O senador republicano Bill Cassidy, da Louisiana, declarou não ter arrependimentos por seu voto para condenar Donald Trump no processo de impeachment, mesmo após ser derrotado nas primárias para reeleição — resultado amplamente interpretado como punição política de uma base eleitoral alinhada ao ex-presidente.

De volta ao Capitólio após a derrota, Cassidy foi direto ao ponto: afirmou que apoiar a condenação de Trump "pode ter me custado meu assento, mas e daí?". O senador descreveu o voto como "momentoso", sinalizando que, para ele, a decisão transcendeu o cálculo eleitoral.

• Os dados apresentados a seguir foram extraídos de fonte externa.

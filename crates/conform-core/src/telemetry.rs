//! Centralised tracing initialisation for the `conform` binary.
//!
//! Call [`init_tracing`] once at program start to configure the global
//! subscriber with an `EnvFilter` and optional JSON formatting.
//!
//! Safe to call more than once: the global subscriber can only be set once
//! per process, so subsequent calls are silently ignored.
//!
//! Every layer writes to stderr. Run summaries and rendered reports go to
//! stdout and stay clean while a run logs.

use tracing::Level;
use tracing_subscriber::layer::SubscriberExt;
use tracing_subscriber::util::SubscriberInitExt;
use tracing_subscriber::{fmt, EnvFilter};

/// Initialise the global tracing subscriber.
///
/// * `json`: when `true`, emit newline-delimited JSON log lines, one object
///   per event (useful when a CI job collects the run log).
/// * `level`: default verbosity when `RUST_LOG` is not set.
///
/// Respects the `RUST_LOG` environment variable for fine-grained filtering,
/// e.g. `RUST_LOG=conform_runner=debug` to follow backups and locks only.
/// If `RUST_LOG` is not set, falls back to the supplied `level`.
///
/// Lifecycle events from `obs` carry an `event` field and read well in
/// either format.
///
/// Safe to call multiple times; only the first call takes effect.
pub fn init_tracing(json: bool, level: Level) {
    let env_filter =
        EnvFilter::try_from_default_env().unwrap_or_else(|_| EnvFilter::new(level.as_str()));

    if json {
        tracing_subscriber::registry()
            .with(env_filter)
            .with(
                fmt::layer()
                    .with_target(false)
                    .with_writer(std::io::stderr)
                    .json(),
            )
            .try_init()
            .ok();
    } else {
        tracing_subscriber::registry()
            .with(env_filter)
            .with(fmt::layer().with_target(false).with_writer(std::io::stderr))
            .try_init()
            .ok();
    }
}
/// Convert a formula result to the field's declared type.
fn coerce(field: &CompiledField, value: Value) -> Result<Value, FormulaError> {
    let mismatch = |v: &Value| {
        FormulaError::Type(format!(
            "{} cannot hold {} value {v}",
            field.name, field.datatype
        ))
    };
    match field.datatype {
        DataType::Boolean => match value {
            Value::Bool(b) => Ok(Value::Bool(b)),
            Value::Absent => Ok(Value::Bool(false)),
            Value::Int(i) => Ok(Value::Bool(i != 0)),
            Value::Text(ref s) => match s.to_ascii_lowercase().as_str() {
                "true" => Ok(Value::Bool(true)),
                "false" | "" => Ok(Value::Bool(false)),
                _ => Err(mismatch(&value)),
            },
        },
        DataType::Integer => match value {
            Value::Int(i) => Ok(Value::Int(i)),
            Value::Absent => Ok(Value::Absent),
            Value::Bool(b) => Ok(Value::Int(i64::from(b))),
            Value::Text(ref s) if s.is_empty() => Ok(Value::Absent),
            Value::Text(ref s) => s.trim().parse().map(Value::Int).map_err(|_| mismatch(&value)),
        },
        DataType::String | DataType::Enumeration => {
            let text = match value {
                Value::Absent if field.nullable => return Ok(Value::Absent),
                other => other.coerce_text(),
            };
            if field.datatype == DataType::Enumeration
                && !text.is_empty()
                && !field.values.contains(&text)
            {
                return Err(FormulaError::Type(format!(
                    "{} produced {text:?}, not one of {:?}",
                    field.name, field.values
                )));
            }
            Ok(Value::Text(text))
        }
    }
}

#[cfg(test)]
mod tests {
    use super::*;
    use serde_json::json;

    fn rulebook(schema: serde_json::Value, data: serde_json::Value) -> Rulebook {
        let doc = json!({"E": {"primary_key": "Id", "schema": schema, "data": data}});
        Rulebook::from_json_str(&doc.to_string()).unwrap()
    }

    #[test]
    fn level_two_reads_level_one() {
        let rb = rulebook(
            json!([
                {"name": "Id", "datatype": "string"},
                {"name": "N", "datatype": "integer"},
                {"name": "Double", "datatype": "integer", "type": "calculated", "formula": "={{N}} * 2"},
                {"name": "Label", "datatype": "string", "type": "calculated",
                 "formula": "={{Id}} & \":\" & {{Double}}"}
            ]),
            json!([{"Id": "a", "N": 4}]),
        );
        let gt = ReferenceEvaluator::new(&rb).unwrap().evaluate().unwrap();
        let rec = &gt.table("E").unwrap().records[0];
        assert_eq!(rec.get("Double"), Some(&Value::Int(8)));
        assert_eq!(rec.get("Label"), Some(&Value::text("a:8")));
    }

    #[test]
    fn absent_boolean_reads_false() {
        let rb = rulebook(
            json!([
                {"name": "Id", "datatype": "string"},
                {"name": "Flag", "datatype": "boolean", "nullable": true},
                {"name": "Neg", "datatype": "boolean", "type": "calculated", "formula": "=NOT({{Flag}})"}
            ]),
            json!([{"Id": "a", "Flag": null}]),
        );
        let gt = ReferenceEvaluator::new(&rb).unwrap().evaluate().unwrap();
        assert_eq!(
            gt.table("E").unwrap().records[0].get("Neg"),
            Some(&Value::Bool(true))
        );
    }

    #[test]
    fn nullable_string_stays_absent() {
        let rb = rulebook(
            json!([
                {"name": "Id", "datatype": "string"},
                {"name": "Alias", "datatype": "string", "nullable": true},
                {"name": "Copy", "datatype": "string", "nullable": true, "type": "calculated",
                 "formula": "={{Alias}}"},
                {"name": "Strict", "datatype": "string", "type": "calculated", "formula": "={{Alias}}"}
            ]),
            json!([{"Id": "a"}]),
        );
        let gt = ReferenceEvaluator::new(&rb).unwrap().evaluate().unwrap();
        let rec = &gt.table("E").unwrap().records[0];
        assert_eq!(rec.get("Copy"), Some(&Value::Absent));
        assert_eq!(rec.get("Strict"), Some(&Value::text("")));
    }

    #[test]
    fn syntax_error_fails_at_construction() {
        let rb = rulebook(
            json!([
                {"name": "Id", "datatype": "string"},
                {"name": "Bad", "datatype": "integer", "type": "calculated", "formula": "=1 +"}
            ]),
            json!([]),
        );
        let err = ReferenceEvaluator::new(&rb).err().unwrap();
        assert!(matches!(err, ConformError::Formula { .. }));
        assert!(err.is_configuration());
    }

    #[test]
    fn evaluation_error_names_record() {
        let rb = rulebook(
            json!([
                {"name": "Id", "datatype": "string"},
                {"name": "D", "datatype": "integer"},
                {"name": "Q", "datatype": "integer", "type": "calculated", "formula": "=10 / {{D}}"}
            ]),
            json!([{"Id": "ok", "D": 2}, {"Id": "zero", "D": 0}]),
        );
        let err = ReferenceEvaluator::new(&rb).unwrap().evaluate().unwrap_err();
        match err {
            ConformError::Evaluation { key, field, .. } => {
                assert_eq!(key, "zero");
                assert_eq!(field, "Q");
            }
            other => panic!("unexpected {other:?}"),
        }
    }

    #[test]
    fn enumeration_result_must_be_declared() {
        let rb = rulebook(
            json!([
                {"name": "Id", "datatype": "string"},
                {"name": "K", "datatype": "enumeration", "type": "calculated",
                 "values": ["x"], "formula": "=\"y\""}
            ]),
            json!([{"Id": "a"}]),
        );
        let err = ReferenceEvaluator::new(&rb).unwrap().evaluate().unwrap_err();
        assert!(matches!(err, ConformError::Evaluation { .. }));
    }

    #[test]
    fn applies_when_marks_exclusions() {
        let rb = rulebook(
            json!([
                {"name": "Id", "datatype": "string"},
                {"name": "IsLanguage", "datatype": "boolean"},
                {"name": "Grammar", "datatype": "string", "type": "calculated",
                 "formula": "=\"yes\"", "applies_when": "={{IsLanguage}}"}
            ]),
            json!([{"Id": "a", "IsLanguage": true}, {"Id": "b", "IsLanguage": false}]),
        );
        let gt = ReferenceEvaluator::new(&rb).unwrap().evaluate().unwrap();
        let table = gt.table("E").unwrap();
        assert!(table.is_applicable("a", "Grammar"));
        assert!(!table.is_applicable("b", "Grammar"));
    }
}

A derrota de Cassidy nas primárias republicanas da Louisiana, anunciada em 17 de maio de 2026, ilustra a força da lealdade a Trump dentro do Partido Republicano. Parlamentares que se opuseram ao ex-presidente — mesmo em questões de princípio constitucional, como o impeachment — enfrentaram retaliação direta nas urnas.

Cassidy é um dos poucos republicanos que cruzou a linha partidária para votar pela condenação de Trump. Sua postura desafiadora após a derrota reacende o debate sobre independência legislativa versus disciplina de partido em um cenário político cada vez mais polarizado nos Estados Unidos.